As if almost by telepathy, but in truth from years of experience, the auctioneer knows where to look. Usually, as the big finale approaches only a few, perhaps only two, remain in the race. You can also opt for online art auction in Canberra.
A dealer or a collector, a connoisseur of works of art or maybe even just a private individual to whom thought of buying that particular item appeals, will go to the personal limit that they have set and then bow out gracefully, leaving the last and bravest participant alone in the field when the gavel falls and the deal is struck.
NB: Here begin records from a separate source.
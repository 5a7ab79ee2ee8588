//! Time gating of the two power sources.
//!
//! A source is on exactly while `start <= t < stop`. The predicate carries
//! no state and no hysteresis: it is re-evaluated every step from the
//! current simulated time, and `start == stop` means never on.

/// Half-open simulated-time interval `[start_s, stop_s)`.
#[derive(Clone, Copy, Debug, PartialEq)]
pub struct ActiveWindow {
    /// First simulated second at which the source is on.
    pub start_s: f64,
    /// First simulated second at which the source is off again.
    pub stop_s: f64,
}

impl ActiveWindow {
    /// Create a window. Ordering is checked by parameter validation, not here.
    pub const fn new(start_s: f64, stop_s: f64) -> Self {
        Self { start_s, stop_s }
    }

    /// An empty window.
    pub const fn never() -> Self {
        Self::new(0.0, 0.0)
    }

    /// Whether the source is on at simulated time `t`.
    #[inline]
    pub fn is_active(&self, t: f64) -> bool {
        self.start_s <= t && t < self.stop_s
    }

    /// Whether the window can never be active.
    pub fn is_empty(&self) -> bool {
        self.stop_s <= self.start_s
    }

    /// Length of the window in simulated seconds (zero when empty).
    pub fn duration(&self) -> f64 {
        if self.is_empty() {
            0.0
        } else {
            self.stop_s - self.start_s
        }
    }
}

/// On/off state of both sources for one step.
#[derive(Clone, Copy, Debug, Default, PartialEq, Eq)]
pub struct SourceActivity {
    /// Whether the heater injects power this step.
    pub heater: bool,
    /// Whether the perturbation injects power this step.
    pub perturbation: bool,
}

/// The pair of windows evaluated independently every step.
#[derive(Clone, Copy, Debug, PartialEq)]
pub struct SourceSchedule {
    /// Heater window.
    pub heater: ActiveWindow,
    /// Perturbation window.
    pub perturbation: ActiveWindow,
}

impl SourceSchedule {
    /// Evaluate both windows at simulated time `t`.
    #[inline]
    pub fn at(&self, t: f64) -> SourceActivity {
        SourceActivity {
            heater: self.heater.is_active(t),
            perturbation: self.perturbation.is_active(t),
        }
    }
}

#[cfg(test)]
mod tests {
    use super::*;
    use proptest::prelude::*;

    #[test]
    fn start_is_inclusive_stop_is_exclusive() {
        let w = ActiveWindow::new(10.0, 1027.0);
        assert!(!w.is_active(9.999));
        assert!(w.is_active(10.0));
        assert!(w.is_active(1026.999));
        assert!(!w.is_active(1027.0));
    }

    #[test]
    fn degenerate_window_is_never_active() {
        let w = ActiveWindow::new(5.0, 5.0);
        assert!(w.is_empty());
        assert!(!w.is_active(5.0));
        assert_eq!(w.duration(), 0.0);
        assert!(!ActiveWindow::never().is_active(0.0));
    }

    #[test]
    fn schedule_evaluates_sources_independently() {
        let s = SourceSchedule {
            heater: ActiveWindow::new(0.0, 10.0),
            perturbation: ActiveWindow::new(5.0, 20.0),
        };
        assert_eq!(
            s.at(2.0),
            SourceActivity {
                heater: true,
                perturbation: false
            }
        );
        assert_eq!(
            s.at(7.0),
            SourceActivity {
                heater: true,
                perturbation: true
            }
        );
        assert_eq!(
            s.at(15.0),
            SourceActivity {
                heater: false,
                perturbation: true
            }
        );
        assert_eq!(s.at(25.0), SourceActivity::default());
    }

    proptest! {
        #[test]
        fn active_matches_half_open_interval(
            start in 0.0f64..100.0,
            len in 0.0f64..100.0,
            t in -10.0f64..250.0,
        ) {
            let w = ActiveWindow::new(start, start + len);
            prop_assert_eq!(w.is_active(t), start <= t && t < start + len);
        }

        #[test]
        fn empty_windows_never_fire(at in 0.0f64..100.0, t in -10.0f64..250.0) {
            let w = ActiveWindow::new(at, at);
            prop_assert!(!w.is_active(t));
        }
    }
}
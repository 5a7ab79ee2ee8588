//! Thermistor sites and trace extraction.
//!
//! Each site maps a physical position to its nearest cell once, when the
//! array is built. Reading a snapshot is then a handful of index loads.

use indexmap::IndexMap;
use smallvec::SmallVec;

use crate::model::{CellIndex, Discretization};
use crate::params::{PhysicalParameters, PlatePoint};
use crate::snapshot::Snapshot;

/// Readings for one snapshot, one per site in array order.
///
/// Inline for the usual three thermistors.
pub type Readings = SmallVec<[f64; 3]>;

/// A named probe at a fixed cell.
#[derive(Clone, Debug, PartialEq)]
pub struct ThermistorSite {
    /// Log-column name, `t1`, `t2`, ...
    pub name: String,
    /// Configured position in mm.
    pub position: PlatePoint,
    /// Nearest grid cell.
    pub cell: CellIndex,
}

/// One sampled trace point: simulated time plus every site's reading.
#[derive(Clone, Debug, PartialEq)]
pub struct TraceSample {
    /// Simulated time in seconds.
    pub time: f64,
    /// Readings in degrees Celsius, in site order.
    pub celsius: Readings,
}

/// Ordered collection of thermistor sites, keyed by name.
///
/// Iteration order is insertion order, which is the log column order.
#[derive(Clone, Debug, Default, PartialEq)]
pub struct ThermistorArray {
    sites: IndexMap<String, ThermistorSite>,
}

impl ThermistorArray {
    /// An empty array.
    pub fn new() -> Self {
        Self::default()
    }

    /// Build the array from the configured positions, named `t1`, `t2`, ...
    ///
    /// `disc` must have been derived from `params`.
    pub fn from_params(params: &PhysicalParameters, disc: &Discretization) -> Self {
        let mut array = Self::new();
        for (n, &point) in params.thermistors.iter().enumerate() {
            array.insert(format!("t{}", n + 1), point, disc);
        }
        array
    }

    /// Add (or move) a site. Returns the cell it was mapped to.
    pub fn insert(
        &mut self,
        name: impl Into<String>,
        position: PlatePoint,
        disc: &Discretization,
    ) -> CellIndex {
        let name = name.into();
        let cell = disc.cell_index(position);
        self.sites.insert(
            name.clone(),
            ThermistorSite {
                name,
                position,
                cell,
            },
        );
        cell
    }

    /// Number of sites.
    pub fn len(&self) -> usize {
        self.sites.len()
    }

    /// Whether there are no sites.
    pub fn is_empty(&self) -> bool {
        self.sites.is_empty()
    }

    /// Look up a site by name.
    pub fn get(&self, name: &str) -> Option<&ThermistorSite> {
        self.sites.get(name)
    }

    /// Sites in column order.
    pub fn iter(&self) -> impl Iterator<Item = &ThermistorSite> {
        self.sites.values()
    }

    /// Site names in column order.
    pub fn names(&self) -> impl Iterator<Item = &str> {
        self.sites.keys().map(String::as_str)
    }

    /// Read every site from `snapshot`, in Celsius.
    pub fn read_celsius(&self, snapshot: &Snapshot) -> Readings {
        self.sites.values().map(|s| snapshot.celsius(s.cell)).collect()
    }

    /// Read every site and pair the readings with the snapshot time.
    pub fn sample(&self, snapshot: &Snapshot) -> TraceSample {
        TraceSample {
            time: snapshot.time(),
            celsius: self.read_celsius(snapshot),
        }
    }
}

#[cfg(test)]
mod tests {
    use super::*;
    use crate::grid::Grid;

    #[test]
    fn default_sites_are_named_in_order() {
        let p = PhysicalParameters {
            mesh_resolution: 12,
            ..Default::default()
        };
        let d = Discretization::derive(&p).unwrap();
        let array = ThermistorArray::from_params(&p, &d);
        assert_eq!(array.names().collect::<Vec<_>>(), ["t1", "t2", "t3"]);
        assert_eq!(array.get("t1").unwrap().cell, CellIndex::new(6, 6));
        assert_eq!(array.get("t3").unwrap().cell, CellIndex::new(11, 6));
    }

    #[test]
    fn reinserting_keeps_column_position() {
        let p = PhysicalParameters {
            mesh_resolution: 12,
            ..Default::default()
        };
        let d = Discretization::derive(&p).unwrap();
        let mut array = ThermistorArray::from_params(&p, &d);
        array.insert("t1", PlatePoint::new(0.0, 0.0), &d);
        assert_eq!(array.len(), 3);
        assert_eq!(array.iter().next().unwrap().cell, CellIndex::new(0, 0));
    }

    #[test]
    fn sample_reads_celsius_at_each_cell() {
        let p = PhysicalParameters {
            mesh_resolution: 12,
            ..Default::default()
        };
        let d = Discretization::derive(&p).unwrap();
        let array = ThermistorArray::from_params(&p, &d);
        let mut g = Grid::new(&p, &d);
        let mut next = g.temperatures().to_vec();
        next[array.get("t2").unwrap().cell.flat(d.ny)] = 273.0 + 31.5;
        g.commit_step(&mut next, 0.0, 0.0);

        let sample = array.sample(&Snapshot::capture(&g));
        assert_eq!(sample.time, d.dt);
        assert_eq!(sample.celsius.as_slice(), &[25.0, 31.5, 25.0]);
        assert!(!sample.celsius.spilled());
    }
}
The formal business is done away from the big show itself. The buyer is happy with his or her acquisition and the seller receives payment, minus, of course, the commission paid to the auction itself.
What this commission will amount to varies according to where one happens to be. The big auctioneers, such as Sotheby's and Christie's, do receive a substantial share in return for the prestige they offer in bringing your artworks or artifacts before an exclusive and well-heeled audience.
Of course today, like so many other things, much of the process of auctioning goods can be reproduced online. The most obvious example is eBay where one can place the goods we wish to sell before a potential audience of millions and release them to the highest bidder following an agreed period of time in which bids may be submitted. A minimum price is set above which the highest bidder will collect.